------ Data

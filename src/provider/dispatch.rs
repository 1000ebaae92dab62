//! Live provider dispatch
//!
//! Makes at most one attempt per lookup and reports every failure as a
//! [`DispatchFailure`] so the engine can fall back.

use std::collections::HashMap;
use std::sync::Arc;
use std::time::Duration;

use crate::config::ProvidersConfig;
use crate::credentials::CredentialSource;
use crate::lookup::LookupResult;

use super::{DispatchFailure, HibpProvider, HttpTransport, IpinfoProvider, Provider, ShodanProvider};

/// Runs live lookups for integrated tools
pub struct ProviderDispatch {
    providers: HashMap<&'static str, Box<dyn Provider>>,
    transport: Arc<dyn HttpTransport>,
    credentials: Arc<dyn CredentialSource>,
}

impl ProviderDispatch {
    /// Dispatch with no providers registered
    pub fn new(transport: Arc<dyn HttpTransport>, credentials: Arc<dyn CredentialSource>) -> Self {
        Self {
            providers: HashMap::new(),
            transport,
            credentials,
        }
    }

    /// Dispatch with ipinfo, HIBP and Shodan registered
    pub fn standard(
        config: &ProvidersConfig,
        transport: Arc<dyn HttpTransport>,
        credentials: Arc<dyn CredentialSource>,
    ) -> Self {
        Self::new(transport, credentials)
            .with_provider(IpinfoProvider::new(&config.ipinfo))
            .with_provider(HibpProvider::new(&config.hibp))
            .with_provider(ShodanProvider::new(&config.shodan))
    }

    pub fn with_provider(mut self, provider: impl Provider + 'static) -> Self {
        self.providers.insert(provider.tool_id(), Box::new(provider));
        self
    }

    pub fn is_integrated(&self, tool_id: &str) -> bool {
        self.providers.contains_key(tool_id)
    }

    /// Integrated tool ids, sorted
    pub fn integrated_tools(&self) -> Vec<&'static str> {
        let mut ids: Vec<_> = self.providers.keys().copied().collect();
        ids.sort_unstable();
        ids
    }

    /// Credential name an integrated tool needs
    pub fn credential_for(&self, tool_id: &str) -> Option<&'static str> {
        self.providers.get(tool_id).map(|p| p.credential())
    }

    /// Whether the credential for an integrated tool resolves right now
    pub fn has_credential(&self, tool_id: &str) -> bool {
        self.credential_for(tool_id)
            .is_some_and(|name| self.credentials.is_present(name))
    }

    /// One live attempt, no retries
    ///
    /// The request is bounded by the provider timeout, or by `deadline` when
    /// that is tighter. Elapsing either is a transport failure.
    pub async fn try_real(
        &self,
        tool_id: &str,
        query: &str,
        deadline: Option<Duration>,
    ) -> Result<LookupResult, DispatchFailure> {
        let provider = self.providers.get(tool_id).ok_or(DispatchFailure::NotIntegrated)?;

        let credential = provider.credential();
        let key = self
            .credentials
            .resolve(credential)
            .ok_or_else(|| DispatchFailure::MissingCredential(credential.to_string()))?;

        let timeout = match deadline {
            Some(deadline) => deadline.min(provider.timeout()),
            None => provider.timeout(),
        };

        let mut request = provider.request(query, &key)?;
        request.timeout = timeout;

        tracing::debug!(
            tool = tool_id,
            provider = provider.name(),
            url = %request.display_url(),
            timeout_ms = timeout.as_millis() as u64,
            "Querying provider"
        );

        let response = match tokio::time::timeout(timeout, self.transport.get(request)).await {
            Ok(response) => response?,
            Err(_) => {
                return Err(DispatchFailure::Transport(format!(
                    "{} did not answer within {}ms",
                    provider.name(),
                    timeout.as_millis()
                )));
            }
        };

        provider.interpret(query, response)
    }
}

impl std::fmt::Debug for ProviderDispatch {
    fn fmt(&self, f: &mut std::fmt::Formatter<'_>) -> std::fmt::Result {
        f.debug_struct("ProviderDispatch")
            .field("providers", &self.integrated_tools())
            .finish()
    }
}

------------

#### [Task directions]
Please transcribe exactly the lines above from the line that has "self.providers.get(tool_id).map(|p| p.credential())" up to and including the line that has "The request is"; no other line belongs in the answer.

#### [Result]
        self.providers.get(tool_id).map(|p| p.credential())
    }

    /// Whether the credential for an integrated tool resolves right now
    pub fn has_credential(&self, tool_id: &str) -> bool {
        self.credential_for(tool_id)
            .is_some_and(|name| self.credentials.is_present(name))
    }

    /// One live attempt, no retries
    ///
    /// The request is bounded by the provider timeout, or by `deadline` when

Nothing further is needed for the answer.